Similarity is a difficult concept. The exact nature of similarity has been discussed extensively in cognition [26, 28], philosophy [22, 14], and computer science [27, 17]. In the field of music information retrieval we have been less concerned with the nature of similarity and more concerned with finding ways of calculating it [18, 20, 5]. This pragmatic approach has led to a wealth of methods for deriving music similarity statements from audio analysis and contextual metadata.
But if we want to develop a generalized model for music similarity, it becomes more complicated. As Wittgenstein puts it in his seminal work Philosophical Investigations “Some things share a complicated network of similarities overlapping and criss-crossing: sometimes overall similarities, sometimes similarities of detail." Music would definitely be such a thing. Discussing a pair of songs, we can have a dizzying array of similarity options: the audio could have timbral similarity, rhythmic similarity, or melodic similarity; the contexts of the songs could make them similar in terms of lyrical content, cultural meaning, or shared listenership; or an authoritative source such as a music critic or website could judge the songs to be similar without providing any additional justification. Further complicating matters, similarity is subjective - what one individual or agent considers similar another may not.
Because similarity can be so nebulous and contentious we purpose a model for expressing similarity that foregoes hierarchical classifications and instead focuses on provenance and transparency. Instead of focusing on how a particular similarity statement is related to another similarity statement, we focus on who made the similarity statement and why.
Our approach is based on the Resource Description Framework (RDF) [4, 9] and the Web Ontology Language [3]. While these technologies provide an impressive amount of expressiveness and form the foundation of the Semantic Web, we augment their expressiveness with N3 [7]. The facilities for quoting formulae provided by N3 allows us to use the N3-Tr framework [23] for defining similarity derivation workflows.
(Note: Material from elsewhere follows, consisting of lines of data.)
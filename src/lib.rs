pub mod capability;
pub mod client;
pub mod config;
pub mod hcl;
pub mod output;
pub mod planner;
pub mod state;
pub mod validation;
In sec:onto we develop our model in the form of a Web ontology, briefly discussing some of the supporting technologies and previous work. In sec:ecosystem we describe our vision of a similarity ecosystem where a number of agents aggregate and publish similarity statements in the Web of Data while music applications query these statements for recommendation or playlist generation. In sec:evaluation we provide a cursory evaluation of our ontology. In sec:related_work we review some related work and finally provide some conclusions and directions for future work in sec:conclusions_and_future_work.
Because of its decentralized nature, wide deployment base, and robust technological underpinnings we use the RDF/OWL framework [4, 3, 9] for defining our Similarity Ontology. This allows us to use the concepts, practices, and resources of Linked Data [8]. In the Linked Data paradigm, every resource and concept is given a Unique Resource Identifier (URI). These URIs can be dereferenced using HTTP to provide additional information and links to other relevant URIs.
RDF [4] allows us to express information in the form of triples: subject, predicate, object statements. Generally the subject will be an instance of a class concept while the predicate will be an instance of a property. The object will also be an instance of a class concept but not necessarily the same class as the subject. Classes and properties are defined in an ontology document using the Web Ontology Language (OWL) [3] or the RDF Schema (RDFS) [9] or a combination of both. These technologies together enable what is commonly referred to as the Semantic Web or Web of Data.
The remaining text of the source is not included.